*** EXERCISE DATA ***

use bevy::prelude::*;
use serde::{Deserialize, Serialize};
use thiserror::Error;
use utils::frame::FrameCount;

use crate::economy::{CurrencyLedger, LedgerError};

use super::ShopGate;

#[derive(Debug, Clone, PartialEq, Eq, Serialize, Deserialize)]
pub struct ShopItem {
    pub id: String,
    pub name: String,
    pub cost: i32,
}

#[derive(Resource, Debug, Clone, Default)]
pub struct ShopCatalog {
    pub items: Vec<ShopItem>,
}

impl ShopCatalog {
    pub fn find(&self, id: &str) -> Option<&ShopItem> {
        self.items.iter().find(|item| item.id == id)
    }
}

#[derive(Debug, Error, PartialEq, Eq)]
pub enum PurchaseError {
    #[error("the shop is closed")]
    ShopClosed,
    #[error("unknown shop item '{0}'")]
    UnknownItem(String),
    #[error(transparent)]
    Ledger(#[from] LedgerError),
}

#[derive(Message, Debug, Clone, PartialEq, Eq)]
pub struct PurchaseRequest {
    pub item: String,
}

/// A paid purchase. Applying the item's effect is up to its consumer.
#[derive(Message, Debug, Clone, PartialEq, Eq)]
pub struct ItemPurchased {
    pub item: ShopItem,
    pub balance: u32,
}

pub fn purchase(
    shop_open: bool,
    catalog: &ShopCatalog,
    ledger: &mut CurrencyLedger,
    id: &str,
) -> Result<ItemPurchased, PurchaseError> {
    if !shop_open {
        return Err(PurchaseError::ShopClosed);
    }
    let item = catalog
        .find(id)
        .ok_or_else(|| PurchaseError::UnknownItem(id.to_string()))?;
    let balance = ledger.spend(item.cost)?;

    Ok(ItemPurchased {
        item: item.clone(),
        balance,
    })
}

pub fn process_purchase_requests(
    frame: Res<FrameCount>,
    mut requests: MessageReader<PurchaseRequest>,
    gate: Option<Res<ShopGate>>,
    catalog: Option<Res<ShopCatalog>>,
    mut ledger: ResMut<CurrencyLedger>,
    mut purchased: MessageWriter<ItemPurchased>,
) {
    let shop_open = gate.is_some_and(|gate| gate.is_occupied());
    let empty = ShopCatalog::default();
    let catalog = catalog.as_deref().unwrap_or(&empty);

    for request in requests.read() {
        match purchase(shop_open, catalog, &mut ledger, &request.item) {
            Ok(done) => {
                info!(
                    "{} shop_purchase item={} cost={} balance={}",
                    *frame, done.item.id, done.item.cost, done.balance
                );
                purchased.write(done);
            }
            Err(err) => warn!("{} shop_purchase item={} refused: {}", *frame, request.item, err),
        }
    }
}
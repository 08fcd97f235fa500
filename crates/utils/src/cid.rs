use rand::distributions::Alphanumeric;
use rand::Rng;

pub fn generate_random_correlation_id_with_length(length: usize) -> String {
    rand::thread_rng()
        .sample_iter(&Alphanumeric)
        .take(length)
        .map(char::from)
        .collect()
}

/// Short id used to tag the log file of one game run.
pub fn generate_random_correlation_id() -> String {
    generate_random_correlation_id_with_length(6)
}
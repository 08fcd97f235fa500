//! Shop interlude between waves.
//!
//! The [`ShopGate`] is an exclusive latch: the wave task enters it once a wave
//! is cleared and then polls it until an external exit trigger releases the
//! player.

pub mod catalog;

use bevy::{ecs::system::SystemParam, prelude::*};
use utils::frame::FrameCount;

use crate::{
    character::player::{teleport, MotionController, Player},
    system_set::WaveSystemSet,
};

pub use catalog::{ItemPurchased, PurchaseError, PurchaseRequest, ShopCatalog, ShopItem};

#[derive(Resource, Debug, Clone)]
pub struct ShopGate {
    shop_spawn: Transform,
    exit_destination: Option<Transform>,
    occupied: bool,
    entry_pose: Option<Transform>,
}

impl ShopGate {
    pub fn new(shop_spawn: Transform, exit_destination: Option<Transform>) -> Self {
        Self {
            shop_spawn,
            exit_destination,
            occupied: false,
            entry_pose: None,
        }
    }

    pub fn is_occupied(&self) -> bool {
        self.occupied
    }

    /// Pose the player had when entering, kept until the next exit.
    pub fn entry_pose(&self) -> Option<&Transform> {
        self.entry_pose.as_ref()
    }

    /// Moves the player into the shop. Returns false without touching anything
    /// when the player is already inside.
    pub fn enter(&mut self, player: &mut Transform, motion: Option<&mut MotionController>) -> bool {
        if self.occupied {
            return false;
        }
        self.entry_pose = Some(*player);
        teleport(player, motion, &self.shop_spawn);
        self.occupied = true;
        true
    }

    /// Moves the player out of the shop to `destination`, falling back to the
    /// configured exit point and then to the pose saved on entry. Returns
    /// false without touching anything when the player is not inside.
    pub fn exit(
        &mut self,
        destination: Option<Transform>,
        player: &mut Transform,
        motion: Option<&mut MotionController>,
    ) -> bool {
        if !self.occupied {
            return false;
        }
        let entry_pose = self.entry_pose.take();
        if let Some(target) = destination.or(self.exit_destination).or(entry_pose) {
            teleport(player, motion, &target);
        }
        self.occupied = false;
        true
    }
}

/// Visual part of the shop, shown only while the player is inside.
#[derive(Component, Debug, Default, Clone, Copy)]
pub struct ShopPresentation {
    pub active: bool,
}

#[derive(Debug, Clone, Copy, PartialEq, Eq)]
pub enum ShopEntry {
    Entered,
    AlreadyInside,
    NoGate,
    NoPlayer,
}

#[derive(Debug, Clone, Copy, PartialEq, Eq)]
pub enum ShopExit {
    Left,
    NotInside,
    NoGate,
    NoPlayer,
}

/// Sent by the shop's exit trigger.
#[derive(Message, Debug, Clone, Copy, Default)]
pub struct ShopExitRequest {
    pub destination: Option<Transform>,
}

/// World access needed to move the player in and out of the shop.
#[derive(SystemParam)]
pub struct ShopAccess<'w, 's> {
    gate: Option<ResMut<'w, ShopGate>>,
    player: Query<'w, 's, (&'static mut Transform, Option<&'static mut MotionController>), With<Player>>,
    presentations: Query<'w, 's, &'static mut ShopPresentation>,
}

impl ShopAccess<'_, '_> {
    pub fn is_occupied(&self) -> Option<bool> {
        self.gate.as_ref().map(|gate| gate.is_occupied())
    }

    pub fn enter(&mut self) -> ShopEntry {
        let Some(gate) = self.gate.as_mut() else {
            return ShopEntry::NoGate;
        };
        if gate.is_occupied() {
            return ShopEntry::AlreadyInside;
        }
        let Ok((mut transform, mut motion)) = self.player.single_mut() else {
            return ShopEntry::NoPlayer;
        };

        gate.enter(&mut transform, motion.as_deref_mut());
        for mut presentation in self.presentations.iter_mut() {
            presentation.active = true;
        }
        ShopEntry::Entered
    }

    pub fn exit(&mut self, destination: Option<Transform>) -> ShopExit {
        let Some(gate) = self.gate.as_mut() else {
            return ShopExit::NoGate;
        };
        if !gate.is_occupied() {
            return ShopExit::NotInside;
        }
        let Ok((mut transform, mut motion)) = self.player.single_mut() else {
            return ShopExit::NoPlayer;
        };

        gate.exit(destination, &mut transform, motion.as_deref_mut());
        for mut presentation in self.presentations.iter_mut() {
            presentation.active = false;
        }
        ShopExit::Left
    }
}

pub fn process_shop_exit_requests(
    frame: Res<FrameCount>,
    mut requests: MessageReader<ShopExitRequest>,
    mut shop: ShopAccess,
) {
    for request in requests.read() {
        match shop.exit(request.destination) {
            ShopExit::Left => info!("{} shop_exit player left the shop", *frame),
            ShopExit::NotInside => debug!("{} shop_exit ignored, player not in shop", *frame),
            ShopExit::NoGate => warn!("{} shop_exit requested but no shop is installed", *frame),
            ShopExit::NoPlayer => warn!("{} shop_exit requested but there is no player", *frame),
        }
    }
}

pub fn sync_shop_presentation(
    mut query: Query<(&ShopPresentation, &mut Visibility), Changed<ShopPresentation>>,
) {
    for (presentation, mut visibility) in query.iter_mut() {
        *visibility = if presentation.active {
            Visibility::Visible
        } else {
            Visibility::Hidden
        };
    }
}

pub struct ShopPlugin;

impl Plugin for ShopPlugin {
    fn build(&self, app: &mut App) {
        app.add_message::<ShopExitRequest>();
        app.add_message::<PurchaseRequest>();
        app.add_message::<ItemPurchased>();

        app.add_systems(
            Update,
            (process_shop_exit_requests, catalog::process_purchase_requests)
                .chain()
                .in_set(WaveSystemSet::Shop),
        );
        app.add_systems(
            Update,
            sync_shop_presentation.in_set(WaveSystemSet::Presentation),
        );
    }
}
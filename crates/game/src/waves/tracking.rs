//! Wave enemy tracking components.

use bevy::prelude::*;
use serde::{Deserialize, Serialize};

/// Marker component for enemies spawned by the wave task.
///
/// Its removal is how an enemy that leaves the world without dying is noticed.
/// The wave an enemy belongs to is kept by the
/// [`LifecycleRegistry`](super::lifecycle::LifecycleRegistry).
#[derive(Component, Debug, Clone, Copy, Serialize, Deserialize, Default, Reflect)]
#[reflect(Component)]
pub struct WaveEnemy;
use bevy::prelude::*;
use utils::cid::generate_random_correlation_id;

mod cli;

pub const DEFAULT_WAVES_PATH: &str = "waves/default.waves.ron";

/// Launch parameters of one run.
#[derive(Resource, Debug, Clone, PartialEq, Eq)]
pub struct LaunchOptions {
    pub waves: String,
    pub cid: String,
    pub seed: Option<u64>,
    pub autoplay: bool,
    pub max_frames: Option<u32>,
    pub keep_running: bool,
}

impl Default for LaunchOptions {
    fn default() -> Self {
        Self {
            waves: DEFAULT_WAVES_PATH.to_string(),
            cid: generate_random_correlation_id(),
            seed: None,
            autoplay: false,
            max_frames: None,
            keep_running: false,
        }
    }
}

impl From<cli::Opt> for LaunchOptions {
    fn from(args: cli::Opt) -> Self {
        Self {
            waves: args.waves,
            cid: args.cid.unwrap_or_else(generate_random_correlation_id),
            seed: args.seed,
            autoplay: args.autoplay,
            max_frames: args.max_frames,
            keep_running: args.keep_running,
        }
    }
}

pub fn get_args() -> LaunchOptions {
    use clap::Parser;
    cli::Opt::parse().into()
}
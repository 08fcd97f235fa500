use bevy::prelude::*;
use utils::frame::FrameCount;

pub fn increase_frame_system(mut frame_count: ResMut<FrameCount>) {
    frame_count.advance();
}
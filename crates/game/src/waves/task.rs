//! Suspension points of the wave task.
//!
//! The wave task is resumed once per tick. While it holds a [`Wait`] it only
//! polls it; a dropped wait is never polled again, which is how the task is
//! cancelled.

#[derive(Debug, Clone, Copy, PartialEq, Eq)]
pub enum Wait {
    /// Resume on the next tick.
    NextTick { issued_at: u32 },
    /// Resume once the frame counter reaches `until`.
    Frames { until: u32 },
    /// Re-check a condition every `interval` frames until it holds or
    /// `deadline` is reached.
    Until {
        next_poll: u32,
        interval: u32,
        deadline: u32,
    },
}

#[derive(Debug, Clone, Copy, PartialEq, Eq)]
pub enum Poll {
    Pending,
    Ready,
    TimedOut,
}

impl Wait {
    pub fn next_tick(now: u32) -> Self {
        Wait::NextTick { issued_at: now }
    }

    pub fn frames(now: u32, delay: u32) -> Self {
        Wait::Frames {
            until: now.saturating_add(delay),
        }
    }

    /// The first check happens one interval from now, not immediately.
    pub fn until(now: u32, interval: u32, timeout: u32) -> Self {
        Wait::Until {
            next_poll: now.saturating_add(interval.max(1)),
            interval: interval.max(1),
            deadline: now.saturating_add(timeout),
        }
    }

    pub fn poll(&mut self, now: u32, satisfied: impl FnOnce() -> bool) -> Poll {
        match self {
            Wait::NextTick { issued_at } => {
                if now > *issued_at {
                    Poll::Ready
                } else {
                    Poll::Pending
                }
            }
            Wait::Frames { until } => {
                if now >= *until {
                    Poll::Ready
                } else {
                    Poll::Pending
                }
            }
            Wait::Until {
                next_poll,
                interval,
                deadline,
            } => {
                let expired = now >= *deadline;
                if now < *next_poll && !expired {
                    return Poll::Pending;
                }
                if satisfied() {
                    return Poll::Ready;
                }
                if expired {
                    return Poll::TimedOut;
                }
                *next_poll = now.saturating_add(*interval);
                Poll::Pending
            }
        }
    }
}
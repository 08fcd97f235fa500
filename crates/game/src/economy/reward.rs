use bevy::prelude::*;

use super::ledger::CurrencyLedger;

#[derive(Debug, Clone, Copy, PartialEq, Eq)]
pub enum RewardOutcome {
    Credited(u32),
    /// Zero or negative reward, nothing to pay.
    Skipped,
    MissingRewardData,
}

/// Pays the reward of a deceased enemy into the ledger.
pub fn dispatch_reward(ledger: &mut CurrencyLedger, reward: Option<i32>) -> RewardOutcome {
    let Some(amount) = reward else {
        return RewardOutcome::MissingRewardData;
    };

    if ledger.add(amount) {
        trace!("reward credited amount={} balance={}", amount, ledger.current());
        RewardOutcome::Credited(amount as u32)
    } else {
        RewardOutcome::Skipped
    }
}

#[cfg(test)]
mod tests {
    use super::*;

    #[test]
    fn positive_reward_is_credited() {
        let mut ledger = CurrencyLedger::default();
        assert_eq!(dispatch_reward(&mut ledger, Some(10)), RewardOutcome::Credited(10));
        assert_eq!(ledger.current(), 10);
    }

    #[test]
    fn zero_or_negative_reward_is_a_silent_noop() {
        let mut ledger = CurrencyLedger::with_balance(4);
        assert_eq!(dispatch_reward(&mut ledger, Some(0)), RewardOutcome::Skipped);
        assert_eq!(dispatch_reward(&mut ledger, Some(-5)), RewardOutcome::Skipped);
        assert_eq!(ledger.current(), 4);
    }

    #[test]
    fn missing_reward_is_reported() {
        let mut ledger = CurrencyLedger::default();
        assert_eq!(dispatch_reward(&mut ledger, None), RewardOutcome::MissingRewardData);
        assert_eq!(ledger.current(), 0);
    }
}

*** End of EXERCISE DATA ***

§ YOUR OBJECTIVE: The string "then" appears in how many lines above? Answer with the number only.

§ EXERCISE ANSWER: 2